Montag, 14. März 2011

Ratur Lite und das Einhorn

Ratur Lite hatte sich auf den Weg gemacht, das Glück zu suchen. Er ging an mir vorüber, tippte mit dem Zeigefinger an die Krempe seines Filzhutes, kippte darauf hin die Hand in die Waagerechte und wies in die Richtung, in die er seinen Weg fortzusetzen gedachte.

"Machs gut, Lite!", rief ich ihm zu.
"Merci!"
"Mercie!"
"Wurscht, Klugscheißer, französischer!"
"Machs gut, Lite, aber mach jetzt, dass ...!"

Gern hätte ich ihm einen freundlicheren Abschied gegönnt, aber Ratur hat einen eigenen Kopf, dieser wiederum einen dicken Schädel, und dessen Stirn wies in dieselbe Richtung wie der immer noch ausgestreckte Zeigefinger der rechten, im Gelenk in die Waagerechte gekippten Hand.
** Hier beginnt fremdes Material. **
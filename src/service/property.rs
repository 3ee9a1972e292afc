//! Parsing of the flexible property payload shared by listings and
//! sell orders.
//!
//! The clients submit multipart forms whose text fields arrive as
//! strings, and admin updates may submit typed JSON. Known fields are
//! pulled out and coerced; everything left over lands in the free-form
//! attribute map, preserving whatever category-specific fields the
//! client sent.

use serde_json::{Map, Value};
use sqlx::types::Json;
use uuid::Uuid;

use crate::domain::{Category, DealType, GeoPosition, ImagePair, OwnerInfo, PropertyFields};
use crate::error::ApiError;

/// One file part of a multipart submission.
#[derive(Debug, Clone)]
pub struct UploadFile {
    /// Client-supplied file name.
    pub original_name: String,
    /// Raw payload.
    pub data: axum::body::Bytes,
}

/// The parsed property payload, before images are attached.
#[derive(Debug)]
pub struct ParsedProperty {
    /// Shared property fields with an empty image list.
    pub fields: PropertyFields,
    /// Listing-only: commercial subtype.
    pub business_type: Option<String>,
    /// Listing-only: requested visibility state.
    pub visibility_status: Option<String>,
    /// Order-only: requested lifecycle status.
    pub status: Option<String>,
    /// Order-only: decline reason.
    pub decline_reason: Option<String>,
    /// Update flows: the image set the client wants to keep.
    pub existing_images: Option<Vec<ImagePair>>,
}

/// Parses the payload map, consuming it. Unknown keys become free-form
/// attributes rather than errors.
///
/// # Errors
///
/// Returns [`ApiError::Unprocessable`] for missing/uncastable required
/// fields and [`ApiError::Conflict`] for malformed nested JSON in
/// `geoPosition`, `ownerInfo` or `existingImages`.
pub fn parse_property(mut payload: Map<String, Value>) -> Result<ParsedProperty, ApiError> {
    let deal_type = take_string(&mut payload, "type")
        .ok_or_else(|| ApiError::Unprocessable("type is required".into()))?;
    if DealType::parse(&deal_type).is_none() {
        return Err(ApiError::Unprocessable("type must be sell or rent".into()));
    }
    let category = take_string(&mut payload, "category")
        .ok_or_else(|| ApiError::Unprocessable("category is required".into()))?;
    if Category::parse(&category).is_none() {
        return Err(ApiError::Unprocessable("unknown category".into()));
    }
    let price = take_i64(&mut payload, "price")?
        .ok_or_else(|| ApiError::Unprocessable("price is required".into()))?;

    let estate_agent = match take_string(&mut payload, "estateAgent") {
        Some(raw) => Some(
            Uuid::parse_str(&raw)
                .map_err(|_| ApiError::Unprocessable("estateAgent must be a uuid".into()))?,
        ),
        None => None,
    };

    // Strict nested-JSON fields: a malformed value is a client error.
    let geo_position = take_nested::<GeoPosition>(&mut payload, "geoPosition")?.map(Json);
    let owner_info = take_nested::<OwnerInfo>(&mut payload, "ownerInfo")?.map(Json);
    let existing_images = take_nested::<Vec<ImagePair>>(&mut payload, "existingImages")?;
    // Free-shape field: a malformed value is silently dropped.
    let apartment_complex = payload
        .remove("apartmentComplex")
        .and_then(|v| match v {
            Value::String(s) => serde_json::from_str::<Value>(&s).ok(),
            other => Some(other),
        })
        .filter(|v| !v.is_null());

    let fields = PropertyFields {
        deal_type,
        category,
        price,
        description: take_string(&mut payload, "description"),
        estate_agent,
        geo_position,
        owner_info,
        apartment_complex,
        images: Json(Vec::new()),
        documents: take_string(&mut payload, "documents"),
        room_count: take_i32(&mut payload, "roomCount")?,
        house_square: take_f64(&mut payload, "houseSquare")?,
        kitchen_square: take_f64(&mut payload, "kitchenSquare")?,
        house_building_year: take_i32(&mut payload, "houseBuildingYear")?,
        target_floor: take_i32(&mut payload, "targetFloor")?,
        total_floor: take_i32(&mut payload, "totalFloor")?,
        not_first_floor: take_bool(&mut payload, "notFirstFloor"),
        not_last_floor: take_bool(&mut payload, "notLastFloor"),
        attrs: Json(Map::new()),
    };

    let business_type = take_string(&mut payload, "businessType");
    let visibility_status = take_string(&mut payload, "visibilityStatus");
    let status = take_string(&mut payload, "status");
    let decline_reason = take_string(&mut payload, "declineReason");

    let mut parsed = ParsedProperty {
        fields,
        business_type,
        visibility_status,
        status,
        decline_reason,
        existing_images,
    };
    // The long tail of optional attributes keeps whatever shape the
    // client sent.
    parsed.fields.attrs = Json(payload);
    Ok(parsed)
}

fn take_string(map: &mut Map<String, Value>, key: &str) -> Option<String> {
    match map.remove(key)? {
        Value::String(s) if !s.is_empty() => Some(s),
        Value::Number(n) => Some(n.to_string()),
        Value::Bool(b) => Some(b.to_string()),
        _ => None,
    }
}

fn take_i64(map: &mut Map<String, Value>, key: &str) -> Result<Option<i64>, ApiError> {
    match take_string(map, key) {
        Some(raw) => raw
            .parse::<i64>()
            .map(Some)
            .map_err(|_| ApiError::Unprocessable(format!("{key} must be an integer"))),
        None => Ok(None),
    }
}

fn take_i32(map: &mut Map<String, Value>, key: &str) -> Result<Option<i32>, ApiError> {
    match take_string(map, key) {
        Some(raw) => raw
            .parse::<i32>()
            .map(Some)
            .map_err(|_| ApiError::Unprocessable(format!("{key} must be an integer"))),
        None => Ok(None),
    }
}

fn take_f64(map: &mut Map<String, Value>, key: &str) -> Result<Option<f64>, ApiError> {
    match take_string(map, key) {
        Some(raw) => raw
            .parse::<f64>()
            .map(Some)
            .map_err(|_| ApiError::Unprocessable(format!("{key} must be a number"))),
        None => Ok(None),
    }
}

fn take_bool(map: &mut Map<String, Value>, key: &str) -> Option<bool> {
    match map.remove(key)? {
        Value::Bool(b) => Some(b),
        Value::String(s) => Some(s == "true"),
        _ => None,
    }
}

/// Deserializes a nested field that may arrive as a JSON string (from
/// multipart) or as an embedded object (from a JSON body).
fn take_nested<T: serde::de::DeserializeOwned>(
    map: &mut Map<String, Value>,
    key: &str,
) -> Result<Option<T>, ApiError> {
    let Some(raw) = map.remove(key) else {
        return Ok(None);
    };
    let parsed = match raw {
        Value::Null => return Ok(None),
        Value::String(s) => serde_json::from_str::<T>(&s),
        other => serde_json::from_value::<T>(other),
    };
    parsed
        .map(Some)
        .map_err(|_| ApiError::Conflict(format!("malformed {key}")))
}

#[cfg(test)]
mod tests {
    use super::*;
    use serde_json::json;

    fn base_payload() -> Map<String, Value> {
        let mut map = Map::new();
        map.insert("type".into(), json!("sell"));
        map.insert("category".into(), json!("apartment"));
        map.insert("price".into(), json!("25000000"));
        map
    }

    #[test]
    fn minimal_payload_parses() {
        let parsed = parse_property(base_payload());
        assert!(parsed.as_ref().is_ok_and(|p| p.fields.price == 25_000_000));
        assert!(parsed.is_ok_and(|p| p.fields.deal_type == "sell"));
    }

    #[test]
    fn missing_price_is_unprocessable() {
        let mut payload = base_payload();
        payload.remove("price");
        assert!(matches!(
            parse_property(payload),
            Err(ApiError::Unprocessable(_))
        ));
    }

    #[test]
    fn malformed_geo_position_is_a_conflict_naming_the_field() {
        let mut payload = base_payload();
        payload.insert("geoPosition".into(), json!("{not json"));
        match parse_property(payload) {
            Err(ApiError::Conflict(msg)) => assert!(msg.contains("geoPosition")),
            other => assert!(other.is_err(), "expected a conflict"),
        }
    }

    #[test]
    fn malformed_apartment_complex_is_silently_dropped() {
        let mut payload = base_payload();
        payload.insert("apartmentComplex".into(), json!("{not json"));
        let parsed = parse_property(payload);
        assert!(parsed.is_ok_and(|p| p.fields.apartment_complex.is_none()));
    }

    #[test]
    fn geo_position_accepts_string_and_object_forms() {
        let mut payload = base_payload();
        payload.insert("geoPosition".into(), json!(r#"{"city":"Almaty"}"#));
        let from_string = parse_property(payload);
        assert!(from_string.is_ok_and(|p| {
            p.fields
                .geo_position
                .is_some_and(|g| g.0.city.as_deref() == Some("Almaty"))
        }));

        let mut payload = base_payload();
        payload.insert("geoPosition".into(), json!({"city": "Almaty"}));
        let from_object = parse_property(payload);
        assert!(from_object.is_ok_and(|p| p.fields.geo_position.is_some()));
    }

    #[test]
    fn unknown_keys_land_in_attrs() {
        let mut payload = base_payload();
        payload.insert("houseCondition".into(), json!("good"));
        payload.insert("balcony".into(), json!("true"));
        let parsed = parse_property(payload);
        assert!(parsed.is_ok_and(|p| {
            p.fields.attrs.0.get("houseCondition") == Some(&json!("good"))
                && p.fields.attrs.0.contains_key("balcony")
        }));
    }

    #[test]
    fn order_lifecycle_fields_are_extracted() {
        let mut payload = base_payload();
        payload.insert("status".into(), json!("inWork"));
        payload.insert("declineReason".into(), json!("duplicate"));
        let parsed = parse_property(payload);
        assert!(parsed.is_ok_and(|p| {
            p.status.as_deref() == Some("inWork")
                && p.decline_reason.as_deref() == Some("duplicate")
                && !p.fields.attrs.0.contains_key("status")
        }));
    }

    #[test]
    fn uncastable_numeric_is_unprocessable() {
        let mut payload = base_payload();
        payload.insert("roomCount".into(), json!("many"));
        assert!(matches!(
            parse_property(payload),
            Err(ApiError::Unprocessable(_))
        ));
    }

    #[test]
    fn unknown_deal_type_is_rejected() {
        let mut payload = base_payload();
        payload.insert("type".into(), json!("lease"));
        assert!(matches!(
            parse_property(payload),
            Err(ApiError::Unprocessable(_))
        ));
    }
}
Ratur Lite war unterwegs, daran gab es keinen Zweifel.

"He, Lite!"
"Ja?"

Kein Blick zurück.

"Wohin willst du eigentlich?"
"Da lang."

Ratur Lites Schritte takteten sich den Weg in kurze Stückchen, die sie zügig hinter sich ließen.

"Warum?"
"Warum nicht?"
"Du wirst doch wissen, wohin du willst und warum?"
"Schon."

Lites düsternde Gestalt verlor sich allmählich im milchigen Pastell des Horizonts.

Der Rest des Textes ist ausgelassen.